F is the force produced by static friction in oz.

u is the static friction coeficient, no units (that is "scalar", it is a dimmensionless scaling factor).

N is the normal force holding the surfaces of the objects together in oz.

It is rather simple to derive an expression for the static friction of your car. Note however, this is not the same as your axle friction coeficient since the axle geometry will change the expression.

Imagine (or try this) a block at rest on a ramp inclined at an angle, O, to the top of a table. The forces on the block are the tangental part of the gravitational force and the opposing force of static friction.

If the tangental force was greater than the static friction, the block would be sliding. But it is at rest, so static friction must be greater than the tangental force.

As the ramp angle, O, is increased, the tangental gravitational force increases and the normal decreases. As the normal gravitational force decreases, so does the force of static friction that depends on it. This means a critical angle is soon reached where the forces are equal.
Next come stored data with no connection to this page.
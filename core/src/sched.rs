//! The execution-context capability consumed by the kernel.

use alloc::boxed::Box;
use axerrno::LinuxResult;
use tinyk_process::ContextId;

/// Body of a new execution context.
pub type ContextEntry = Box<dyn FnOnce() + Send + 'static>;

/// Unwinding payload of a context that terminated itself through
/// [`Scheduler::exit_current`]. Code catching panics around user tasks must
/// let it through.
#[derive(Debug)]
pub struct ContextExit;

pub trait Scheduler: Send + Sync {
    /// Create a context running `entry`. The context may start at once.
    fn spawn(&self, entry: ContextEntry) -> LinuxResult<ContextId>;

    /// Make `ctx` runnable. Returns `false` if no such context exists.
    ///
    /// A wakeup delivered to a context that is not asleep is remembered and
    /// consumed by its next [`Scheduler::sleep`].
    fn wakeup(&self, ctx: ContextId) -> bool;

    /// The context the caller runs in, if it belongs to this scheduler.
    fn current(&self) -> Option<ContextId>;

    /// Suspend the current context until it is woken.
    fn sleep(&self);

    /// Terminate the current context. Never returns.
    fn exit_current(&self) -> !;

    /// Register the calling thread of execution as a context, so it can
    /// sleep and be woken like any other.
    fn adopt_current(&self) -> ContextId;

    /// Undo [`Scheduler::adopt_current`].
    fn release_current(&self);
}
Increasing the ramp angle any more initiates sliding.

To express these ideas we will need a few more symbols:

mg is the weight of your car in oz.

O is the angle of the ramp where the block begins to slide in degrees.

At the critical angle just before the block begins to slide, the equation of motion is

F = m a = -mgsinO + umgcosO = 0 (since there is no total force)


Static force = tangental force of block's weight
      umgcosO = mgsinO

Solving for u, the static friction coeficient, and simplifying,
      u = tanO

For a ramp, tanO = H/B,
the height of the ramp end, H, divided by its base length, B, so
      u = H/B

In practice, this means the block that initiates sliding at the lower angle, O, has the lesser amount of static friction to overcome.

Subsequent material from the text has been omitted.